Plug the .... hole -- in Washington!
by Louis DeBroux
Jun 07, 2010 | 685 views | 0 0 comments | 12 12 recommendations | email to a friend | print
For months now, the American people have watched in horror as a dark, viscous fluid has hemorrhaged out of a well. It continues every minute of every day, day in and day out, with no end in sight. Even though we know it threatens the livelihood of everything and everyone in its path, we have been unable to stop it. We have elected officials that we have called upon to put an end to it, yet they have thus far proven completely incompetent, unable to get the job done and end the leak. Indeed, most of the time, despite the grandstanding and the bold talk, it seems as if the government is not only unable to end the leak, but unwilling. For, despite the rhetoric, the actions of government thus far have not been the kind that will end this disaster.

"Plug the .... hole!" our president cried in frustration. I agree. But...

As bad as the oil spill in the gulf most certainly is, the leak I am talking about is the unending gusher of red ink which comes from the "well" in Washington, D.C. This leak is doing far more damage to our country and will take much longer to correct than the leak in the Gulf of Mexico. Its effects are far more problematic for the health of our country, yet far less is being done to combat it. At least BP is making an effort to stop their leak, even if most attempts have proved futile so far.

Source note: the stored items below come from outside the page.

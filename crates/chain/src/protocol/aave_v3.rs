//! AAVE V3 protocol implementation.
//!
//! This module provides an implementation of the [`LendingProtocol`] and
//! [`LiquidatableProtocol`] traits for AAVE V3 and compatible forks
//! (HyperLend, etc.).

use super::{
    CollateralPosition, DebtPosition, LendingProtocol, LiquidatableProtocol,
    LiquidationCallParams, LiquidationParams, PositionData,
    ProtocolEventSignatures, ProtocolVersion,
};
use crate::contracts::event_signatures;
use crate::provider::{BalanceData, ProviderManager};
use crate::signer::TransactionSender;
use alloy::primitives::{Address, Bytes, U256};
use alloy::sol;
use alloy::sol_types::SolCall;
use anyhow::Result;
use async_trait::async_trait;
use futures::stream::{self, StreamExt};
use smallvec::SmallVec;
use std::sync::Arc;
use tracing::debug;

// Define the liquidator contract interface for encoding (new signature)
sol! {
    /// Liquidator contract interface (new signature with bytes swapData)
    interface ILiquidator {
        function liquidate(
            address _user,
            address _collateral,
            address _debt,
            uint256 _debtAmount,
            uint256 _minAmountOut,
            bytes calldata _swapData
        ) external returns (uint256);
    }
}

/// Asset configuration for the protocol.
#[derive(Debug, Clone)]
pub struct AssetConfig {
    /// Token address
    pub address: Address,
    /// Liquidation bonus in basis points
    pub liquidation_bonus_bps: u16,
    /// Liquidation threshold in basis points
    pub liquidation_threshold_bps: u16,
    /// Token decimals
    pub decimals: u8,
}

/// Configuration for AAVE V3 protocol.
#[derive(Debug, Clone)]
pub struct AaveV3Config {
    /// Protocol identifier
    pub protocol_id: String,
    /// Chain ID this protocol is deployed on
    pub chain_id: u64,
    /// Pool contract address
    pub pool_address: Address,
    /// Balances reader contract address
    pub balances_reader_address: Address,
    /// Oracle contract address
    pub oracle_address: Option<Address>,
    /// Liquidator contract address
    pub liquidator_address: Address,
    /// Close factor (0.5 = 50%)
    pub close_factor: f64,
    /// Default liquidation bonus in basis points
    pub default_liquidation_bonus_bps: u16,
    /// Asset configurations (by address)
    pub assets: std::collections::HashMap<Address, AssetConfig>,
}

impl Default for AaveV3Config {
    fn default() -> Self {
        Self {
            protocol_id: "aave-v3".to_string(),
            chain_id: 1, // Mainnet default
            pool_address: Address::ZERO,
            balances_reader_address: Address::ZERO,
            oracle_address: None,
            liquidator_address: Address::ZERO,
            close_factor: 0.5,
            default_liquidation_bonus_bps: 500, // 5%
            assets: std::collections::HashMap::new(),
        }
    }
}

/// AAVE V3 protocol implementation.
///
/// Supports AAVE V3 mainnet and forks (HyperLend, etc.).
#[derive(Debug)]
pub struct AaveV3Protocol {
    /// Protocol configuration
    config: AaveV3Config,
    /// Provider manager for RPC calls
    provider: Arc<ProviderManager>,
    /// Transaction sender (optional, for liquidations)
    sender: Option<Arc<TransactionSender>>,
}

impl AaveV3Protocol {
    /// Create a new AAVE V3 protocol instance.
    pub fn new(config: AaveV3Config, provider: Arc<ProviderManager>) -> Self {
        Self {
            config,
            provider,
            sender: None,
        }
    }

    /// Create with a transaction sender for liquidations.
    pub fn with_sender(
        config: AaveV3Config,
        provider: Arc<ProviderManager>,
        sender: Arc<TransactionSender>,
    ) -> Self {
        Self {
            config,
            provider,
            sender: Some(sender),
        }
    }

    /// Set the transaction sender.
    pub fn set_sender(&mut self, sender: Arc<TransactionSender>) {
        self.sender = Some(sender);
    }

    /// Get asset liquidation bonus, or default if not configured.
    fn get_asset_liquidation_bonus(&self, asset: Address) -> u16 {
        self.config
            .assets
            .get(&asset)
            .map(|a| a.liquidation_bonus_bps)
            .unwrap_or(self.config.default_liquidation_bonus_bps)
    }

    /// Get asset liquidation threshold, or default (80%) if not configured.
    fn get_asset_liquidation_threshold(&self, asset: Address) -> u16 {
        self.config
            .assets
            .get(&asset)
            .map(|a| a.liquidation_threshold_bps)
            .unwrap_or(8000) // Default 80%
    }

    /// Convert BalanceData to CollateralPosition.
    fn to_collateral_position(&self, balance: &BalanceData) -> CollateralPosition {
        let lt = self.get_asset_liquidation_threshold(balance.underlying);
        let value_usd = calculate_usd_value(balance.amount, balance.price, balance.decimals);

        CollateralPosition {
            asset: balance.underlying,
            balance: balance.amount,
            price: balance.price,
            decimals: balance.decimals,
            value_usd,
            liquidation_threshold_bps: lt,
            enabled: true, // Assume all supplied assets are enabled
        }
    }

    /// Convert BalanceData to DebtPosition.
    fn to_debt_position(&self, balance: &BalanceData) -> DebtPosition {
        let value_usd = calculate_usd_value(balance.amount, balance.price, balance.decimals);

        DebtPosition {
            asset: balance.underlying,
            balance: balance.amount,
            price: balance.price,
            decimals: balance.decimals,
            value_usd,
        }
    }

}

#[async_trait]
impl LendingProtocol for AaveV3Protocol {
    fn protocol_id(&self) -> &str {
        &self.config.protocol_id
    }

    fn version(&self) -> ProtocolVersion {
        ProtocolVersion::AaveV3
    }

    fn pool_address(&self) -> Address {
        self.config.pool_address
    }

    fn oracle_address(&self) -> Option<Address> {
        self.config.oracle_address
    }

    async fn get_position(&self, user: Address) -> Result<PositionData> {
        debug!(user = %user, protocol = self.protocol_id(), "Fetching position");

        let (supply_balances, borrow_balances) = self.provider.get_position_data(user).await?;

        // Convert to protocol-agnostic types
        let collaterals: SmallVec<[CollateralPosition; 4]> = supply_balances
            .iter()
            .filter(|b| !b.amount.is_zero())
            .map(|b| self.to_collateral_position(b))
            .collect();

        let debts: SmallVec<[DebtPosition; 4]> = borrow_balances
            .iter()
            .filter(|b| !b.amount.is_zero())
            .map(|b| self.to_debt_position(b))
            .collect();

        // Calculate totals
        let total_collateral_usd: f64 = collaterals.iter().map(|c| c.value_usd).sum();
        let total_debt_usd: f64 = debts.iter().map(|d| d.value_usd).sum();

        // Calculate health factor
        let health_factor = self.calculate_health_factor(&collaterals, &debts);

        // Get block number for timestamp
        let timestamp = self.provider.block_number().await.unwrap_or(0);

        Ok(PositionData {
            user,
            collaterals,
            debts,
            health_factor,
            total_collateral_usd,
            total_debt_usd,
            timestamp,
        })
    }

    async fn get_positions_batch(
        &self,
        users: &[Address],
        concurrency: usize,
    ) -> Vec<(Address, Result<PositionData>)> {
        stream::iter(users.iter().cloned())
            .map(|user| async move {
                let result = self.get_position(user).await;
                (user, result)
            })
            .buffer_unordered(concurrency)
            .collect()
            .await
    }

    fn calculate_health_factor(
        &self,
        collaterals: &[CollateralPosition],
        debts: &[DebtPosition],
    ) -> f64 {
        // Sum risk-adjusted collateral value
        let total_collateral_adjusted: f64 = collaterals
            .iter()
            .filter(|c| c.enabled)
            .map(|c| c.value_usd * (c.liquidation_threshold_bps as f64 / 10000.0))
            .sum();

        // Sum debt value
        let total_debt: f64 = debts.iter().map(|d| d.value_usd).sum();

        if total_debt == 0.0 {
            return f64::MAX;
        }

        total_collateral_adjusted / total_debt
    }

    fn event_signatures(&self) -> ProtocolEventSignatures {
        ProtocolEventSignatures {
            supply: Some(event_signatures::SUPPLY),
            withdraw: Some(event_signatures::WITHDRAW),
            borrow: Some(event_signatures::BORROW),
            repay: Some(event_signatures::REPAY),
            liquidation: Some(event_signatures::LIQUIDATION_CALL),
            reserve_data_updated: None,
            interest_rate_update: None,
        }
    }

    async fn is_asset_supported(&self, asset: Address) -> Result<bool> {
        // Check if asset is in our config, or return true (permissive)
        Ok(self.config.assets.contains_key(&asset) || self.config.assets.is_empty())
    }
}

#[async_trait]
impl LiquidatableProtocol for AaveV3Protocol {
    fn chain_id(&self) -> u64 {
        self.config.chain_id
    }

    fn liquidation_params(&self) -> LiquidationParams {
        LiquidationParams {
            close_factor: self.config.close_factor,
            liquidation_threshold: 1.0,
            default_liquidation_bonus_bps: self.config.default_liquidation_bonus_bps,
        }
    }

    async fn get_liquidation_bonus(&self, asset: Address) -> Result<u16> {
        Ok(self.get_asset_liquidation_bonus(asset))
    }

    fn encode_liquidation(&self, params: &LiquidationCallParams) -> Result<Bytes> {
        // Use the new interface with bytes swapData
        // The swap_data should be pre-encoded by the caller using the appropriate adapter
        let swap_data = params.swap_data.clone().unwrap_or_default();

        let call = ILiquidator::liquidateCall {
            _user: params.user,
            _collateral: params.collateral_asset,
            _debt: params.debt_asset,
            _debtAmount: params.debt_to_cover,
            _minAmountOut: params.min_collateral_out,
            _swapData: swap_data,
        };

        Ok(Bytes::from(call.abi_encode()))
    }

    fn liquidation_target(&self) -> Address {
        self.config.liquidator_address
    }
}

/// Calculate USD value from amount and price.
/// Oracle price is assumed to be 8 decimals.
fn calculate_usd_value(amount: U256, price: U256, decimals: u8) -> f64 {
    if amount.is_zero() || price.is_zero() {
        return 0.0;
    }

    // Convert to f64 with proper decimal handling
    // value_usd = amount * price / 10^decimals / 10^8
    let amount_f64 = amount.to_string().parse::<f64>().unwrap_or(0.0);
    let price_f64 = price.to_string().parse::<f64>().unwrap_or(0.0);

    let decimals_factor = 10_f64.powi(decimals as i32);
    let oracle_decimals = 10_f64.powi(8);

    amount_f64 * price_f64 / decimals_factor / oracle_decimals
}

#[cfg(test)]
mod tests {
    use super::*;

    #[test]
    fn test_calculate_usd_value() {
        // 1000 USDC (6 decimals) at $1.00 (8 decimal price)
        let amount = U256::from(1000_000000u64); // 1000 USDC
        let price = U256::from(100_000_000u64); // $1.00
        let value = calculate_usd_value(amount, price, 6);
        assert!((value - 1000.0).abs() < 0.01);

        // 1 ETH (18 decimals) at $2000 (8 decimal price)
        let amount = U256::from(1_000_000_000_000_000_000u128); // 1 ETH
        let price = U256::from(200_000_000_000u64); // $2000
        let value = calculate_usd_value(amount, price, 18);
        assert!((value - 2000.0).abs() < 0.01);
    }

    #[test]
    fn test_health_factor_calculation() {
        // Test health factor calculation logic directly
        // HF = sum(collateral_value * LT) / sum(debt_value)

        let collaterals = vec![CollateralPosition {
            asset: Address::ZERO,
            balance: U256::ZERO,
            price: U256::ZERO,
            decimals: 18,
            value_usd: 1000.0,
            liquidation_threshold_bps: 8000, // 80%
            enabled: true,
        }];

        let debts = vec![DebtPosition {
            asset: Address::ZERO,
            balance: U256::ZERO,
            price: U256::ZERO,
            decimals: 18,
            value_usd: 500.0,
        }];

        // Calculate health factor directly (same logic as AaveV3Protocol::calculate_health_factor)
        let total_collateral_adjusted: f64 = collaterals
            .iter()
            .filter(|c| c.enabled)
            .map(|c| c.value_usd * (c.liquidation_threshold_bps as f64 / 10000.0))
            .sum();

        let total_debt: f64 = debts.iter().map(|d| d.value_usd).sum();

        let hf = if total_debt == 0.0 {
            f64::MAX
        } else {
            total_collateral_adjusted / total_debt
        };

        // HF = (1000 * 0.8) / 500 = 1.6
        assert!((hf - 1.6).abs() < 0.001);
    }
}
impl BotConfig {
    /// Load configuration from a TOML file.
    pub fn from_file(path: &str) -> anyhow::Result<Self> {
        let content = std::fs::read_to_string(path)?;
        let config: Self = toml::from_str(&content)?;
        Ok(config)
    }

    /// Create a testing profile optimized for dust positions.
    pub fn testing() -> Self {
        Self {
            profile: "testing".to_string(),
            position: PositionConfig {
                dust_threshold_usd: 0.0001,    // $0.0001 - allow tiny positions
                bad_debt_hf_threshold: 0.0001, // Very low - only filter truly dead positions
                seed_hf_max: 1.5,              // Wider range
                seed_limit: 500,               // More positions
            },
            tiers: TierConfig {
                critical_hf_threshold: 1.05,
                hot_hf_threshold: 1.15,
                warm_hf_threshold: 1.25,
                critical_trigger_distance_pct: 2.0,
                hot_trigger_distance_pct: 5.0,
                warm_trigger_distance_pct: 10.0,
            },
            scanner: ScannerTimingConfig {
                bootstrap_interval_secs: 30, // Faster resync
                critical_interval_ms: 200,
                hot_interval_ms: 1000,
                warm_interval_secs: 5,
                cold_interval_secs: 30,
                dual_oracle_interval_secs: 10,
                heartbeat_interval_secs: 2,
            },
            pre_staging: PreStagingConfigValues {
                staging_hf_threshold: 1.10,
                staged_tx_ttl_secs: 30,
                price_deviation_threshold_pct: 2.0,
                min_debt_usd_to_stage: 0.0001, // Allow dust
            },
            liquidation: LiquidationConfig {
                close_factor: 0.5,
                min_profit_usd: 0.0, // No minimum profit for testing
                max_slippage_pct: 5.0,
                use_multi_hop: true,
                gas_price_multiplier: 1.0,
            },
        }
    }

    /// Create a production profile with conservative settings.
    pub fn production() -> Self {
        Self {
            profile: "production".to_string(),
            position: PositionConfig {
                dust_threshold_usd: 10.0,  // $10 minimum
                bad_debt_hf_threshold: 0.1,
                seed_hf_max: 1.15,
                seed_limit: 200,
            },
            tiers: TierConfig::default(),
            scanner: ScannerTimingConfig::default(),
            pre_staging: PreStagingConfigValues {
                staging_hf_threshold: 1.05,
                staged_tx_ttl_secs: 15,
                price_deviation_threshold_pct: 0.5,
                min_debt_usd_to_stage: 10.0,
            },
            liquidation: LiquidationConfig {
                close_factor: 0.5,
                min_profit_usd: 1.0, // $1 minimum profit
                max_slippage_pct: 0.5,
                use_multi_hop: true,
                gas_price_multiplier: 1.1,
            },
        }
    }

    /// Create an aggressive profile for maximum speed.
    pub fn aggressive() -> Self {
        Self {
            profile: "aggressive".to_string(),
            position: PositionConfig {
                dust_threshold_usd: 1.0,   // $1 minimum
                bad_debt_hf_threshold: 0.05,
                seed_hf_max: 1.20,
                seed_limit: 300,
            },
            tiers: TierConfig {
                critical_hf_threshold: 1.03,
                hot_hf_threshold: 1.10,
                warm_hf_threshold: 1.20,
                ..Default::default()
            },
            scanner: ScannerTimingConfig {
                bootstrap_interval_secs: 30,
                critical_interval_ms: 50,  // Faster critical updates
                hot_interval_ms: 250,
                warm_interval_secs: 1,
                cold_interval_secs: 5,
                dual_oracle_interval_secs: 2,
                heartbeat_interval_secs: 1,
            },
            pre_staging: PreStagingConfigValues {
                staging_hf_threshold: 1.08,
                staged_tx_ttl_secs: 10,
                price_deviation_threshold_pct: 0.3,
                min_debt_usd_to_stage: 1.0,
            },
            liquidation: LiquidationConfig {
                close_factor: 0.5,
                min_profit_usd: 0.5,
                max_slippage_pct: 1.0,
                use_multi_hop: true,
                gas_price_multiplier: 1.2, // Higher gas for priority
            },
        }
    }

    /// Get profile from environment variable BOT_PROFILE, or default.
    /// Supported values: testing, production, aggressive
    pub fn from_env() -> Self {
        let profile = std::env::var("BOT_PROFILE").unwrap_or_else(|_| "default".to_string());
        match profile.to_lowercase().as_str() {
            "testing" | "test" => Self::testing(),
            "production" | "prod" => Self::production(),
            "aggressive" | "aggro" => Self::aggressive(),
            _ => Self::default(),
        }
    }

    /// Log the current configuration.
    pub fn log_config(&self) {
        tracing::info!(profile = %self.profile, "Bot configuration loaded");
        tracing::info!(
            dust_threshold = self.position.dust_threshold_usd,
            bad_debt_hf = self.position.bad_debt_hf_threshold,
            seed_hf_max = self.position.seed_hf_max,
            seed_limit = self.position.seed_limit,
            "Position thresholds"
        );
        tracing::info!(
            critical_hf = self.tiers.critical_hf_threshold,
            hot_hf = self.tiers.hot_hf_threshold,
            warm_hf = self.tiers.warm_hf_threshold,
            "Tier HF thresholds"
        );
        tracing::info!(
            staging_hf = self.pre_staging.staging_hf_threshold,
            min_debt = self.pre_staging.min_debt_usd_to_stage,
            "Pre-staging thresholds"
        );
        tracing::info!(
            close_factor = self.liquidation.close_factor,
            min_profit = self.liquidation.min_profit_usd,
            max_slippage = self.liquidation.max_slippage_pct,
            "Liquidation parameters"
        );
    }
}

In our nation's capitol, everyone talks about the need for fiscal responsibility, but few have shown they believe those words by allowing the danger to galvanize us into action.

This is a problem with blame in both parties, and which goes back for decades. Both parties have pursued an expansionist philosophy towards government, adding new agencies and programs and government employees (and therefore union employees), with the cost placed squarely on the backs of the American taxpayers. America was rich though, the richest nation in the world, so we humored the government because we could bear the increasing taxes and still enjoy a comfortable living.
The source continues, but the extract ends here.